Il talk, e qui siamo al secondo motivo di consenso con le premesse di Fuortes, ha dato, il meglio di sé quando si è collocato sulla strada della leggerezza, quando ripropone la nobile, antica arte della conversazione, dell’incontro un po’ casuale tra persone diverse per appartenenza ed esperienze che si scambiano riflessioni e racconti sulle cose della vita. Era quello che accadeva nei primi programmi di Maurizio Costanzo in Rai. Quando invece il talk sceglie la strada della contrapposizione su un tema preciso, spesso delicato e complesso, non offre nulla di significativo sul piano informativo e si rifugia nella spettacolarità della rissa verbale.

Si fa riferimento nelle ultime stagioni all’assurdità di certi scontri sul tema della pandemia o dell’attuale guerra in Ucraina, ma non sono mancati pessimi esempi anche in passato. Ricordo con orrore le discussioni tanto accese quanto vuote tra ospiti di certi talk a proposito del delitto di Cogne o su un tema delicatissimo come la legge sulla fecondazione assistita.

Il problema non è affatto nuovo e concentralo su un programma particolare è un errore clamoroso. Se davvero la Rai vuole evitare il degrado del livello informativo prodotto dalla disinvoltura con cui i talk agiscono, deve avere il coraggio di elaborare un disegno molto ampio e profondo, uno di quello che per usare una celebre battuta ironica del generale De Gaulle si definiscono un vaste programme. Un piano che riguarda ovviamente tutti i talk cosiddetti politici, presenti sulle diverse reti dalla fascia mattutina fino alla seconda serata, dove da decenni è in onda un talk all’interno del quale si sono verificate molte situazioni discutibili e non certo esemplari di una corretta informazione.

Poi c’è un altro aspetto che va considerato se si vuole fare un lavoro serio. È quello della talkizzazione di molti programmi, dell’inserimento di forme di talk show all’interno dei contenitori cosiddetti popolari che organizzano dibattiti, discussioni accese, conflitti pretestuosi attorno a episodi di cronaca nera coinvolgendo esperti, testimoni, persone informate di fatti su cui sarebbe più prudente astenersi da ogni commento.

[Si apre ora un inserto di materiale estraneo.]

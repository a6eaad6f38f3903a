//! Job status notifications delivered to chat rooms.
//!
//! A completed job's [`Status`](notify::Status) and metadata are composed into a
//! short message plus an optional log attachment, packaged as a multipart
//! request and posted to a `/v1/messages` endpoint. [`driver::RetryDriver`]
//! repeats single attempts until delivery succeeds or the retry budget is spent.

pub mod cli;
pub mod config;
pub mod driver;
pub mod error;
pub mod notify;
pub mod state_machine;
pub mod ui;
pub mod composer;
pub mod controller;
pub mod error;
pub mod payload;
pub mod transport;
pub mod types;

pub use composer::MessageComposer;
pub use controller::DeliveryController;
pub use error::NotifyError;
pub use payload::MultipartPayload;
pub use transport::{HttpTransport, PayloadSender};
pub use types::{
    ComposedMessage, DeliveryResult, FailureKind, JobMetadata, LogSource, NotificationConfig,
    Status,
};
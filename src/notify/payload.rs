use reqwest::multipart::{Form, Part};

use super::error::NotifyError;
use super::types::ComposedMessage;

pub const ROOM_FIELD: &str = "roomId";
pub const TEXT_FIELD: &str = "text";
pub const FILES_FIELD: &str = "files";
pub const ATTACHMENT_FILE_NAME: &str = "log";
pub const ATTACHMENT_MIME: &str = "text/plain";

/// Value of a single multipart field.
#[derive(Debug, Clone, PartialEq, Eq)]
pub enum FieldValue {
    Text(String),
    File {
        file_name: &'static str,
        mime: &'static str,
        bytes: Vec<u8>,
    },
}

#[derive(Debug, Clone, PartialEq, Eq)]
pub struct FormField {
    pub name: &'static str,
    pub value: FieldValue,
}

/// Transport-neutral multipart body, kept in memory until it is sent.
#[derive(Debug, Clone, PartialEq, Eq)]
pub struct MultipartPayload {
    fields: Vec<FormField>,
}

impl MultipartPayload {
    /// Build the payload: `roomId`, `text` and, with an attachment, `files`.
    pub fn build(message: ComposedMessage, room_id: &str) -> Self {
        let mut fields = vec![
            FormField {
                name: ROOM_FIELD,
                value: FieldValue::Text(room_id.to_string()),
            },
            FormField {
                name: TEXT_FIELD,
                value: FieldValue::Text(message.text),
            },
        ];
        if let Some(bytes) = message.attachment {
            fields.push(FormField {
                name: FILES_FIELD,
                value: FieldValue::File {
                    file_name: ATTACHMENT_FILE_NAME,
                    mime: ATTACHMENT_MIME,
                    bytes,
                },
            });
        }
        Self { fields }
    }

    pub fn fields(&self) -> &[FormField] {
        &self.fields
    }

    pub fn field(&self, name: &str) -> Option<&FieldValue> {
        self.fields.iter().find(|f| f.name == name).map(|f| &f.value)
    }

    /// Convert into a `reqwest` form sent as one `multipart/form-data` request.
    pub fn into_form(self) -> Result<Form, NotifyError> {
        self.fields
            .into_iter()
            .try_fold(Form::new(), |form, field| match field.value {
                FieldValue::Text(text) => Ok(form.text(field.name, text)),
                FieldValue::File {
                    file_name,
                    mime,
                    bytes,
                } => {
                    let part = Part::bytes(bytes)
                        .file_name(file_name)
                        .mime_str(mime)
                        .map_err(|e| {
                            NotifyError::Config(format!("invalid attachment mime {mime}: {e}"))
                        })?;
                    Ok(form.part(field.name, part))
                }
            })
    }
}
use std::time::Duration;

use reqwest::{Client, Url};
use tracing::debug;

use super::error::NotifyError;
use super::payload::MultipartPayload;
use super::types::DeliveryResult;

pub const DEFAULT_CONNECT_TIMEOUT: Duration = Duration::from_secs(10);
pub const DEFAULT_REQUEST_TIMEOUT: Duration = Duration::from_secs(60);

/// Sends one payload in a single POST. Implementations never retry.
pub trait PayloadSender {
    async fn send(&self, payload: MultipartPayload, endpoint: &Url, token: &str)
    -> DeliveryResult;
}

pub struct HttpTransport {
    client: Client,
}

impl HttpTransport {
    pub fn new() -> Result<Self, NotifyError> {
        Self::with_timeouts(DEFAULT_CONNECT_TIMEOUT, DEFAULT_REQUEST_TIMEOUT)
    }

    /// Create a transport whose requests abort after `request_timeout`.
    pub fn with_timeouts(
        connect_timeout: Duration,
        request_timeout: Duration,
    ) -> Result<Self, NotifyError> {
        let client = Client::builder()
            .connect_timeout(connect_timeout)
            .timeout(request_timeout)
            .build()?;
        Ok(Self { client })
    }

    async fn post(
        &self,
        payload: MultipartPayload,
        endpoint: &Url,
        token: &str,
    ) -> Result<u16, NotifyError> {
        let form = payload.into_form()?;
        let response = self
            .client
            .post(endpoint.clone())
            .bearer_auth(token)
            .multipart(form)
            .send()
            .await?;

        let status = response.status();
        if status.is_success() {
            return Ok(status.as_u16());
        }

        let body = response.text().await.unwrap_or_default();
        debug!(status = status.as_u16(), %body, "server rejected notification");
        Err(NotifyError::ServerRejection {
            code: status.as_u16(),
            reason: status.canonical_reason().unwrap_or("Unknown").to_string(),
        })
    }
}

impl PayloadSender for HttpTransport {
    async fn send(
        &self,
        payload: MultipartPayload,
        endpoint: &Url,
        token: &str,
    ) -> DeliveryResult {
        match self.post(payload, endpoint, token).await {
            Ok(code) => DeliveryResult::delivered(code),
            Err(e) => DeliveryResult::failed(&e),
        }
    }
}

Ecco, se il programma della nuova dirigenza Rai è questo, così vasto e difficile ma meritorio, non c’è cha da congratularsi. Ma se invece tutto si concluderà con la semplice e semplicistica chiusura di uno dei talk finiti nell’occhio del ciclone per la presenza di qualche ospite non gradito, allora sarà una scelta molto grave. Perché i sospetti di una discriminazione politica diventeranno qualcosa più di semplici sospetti e le buone intenzioni espresse da Fuortes resteranno solo vaghe buone intenzioni, con quello che vi aggiunge il vecchio proverbio.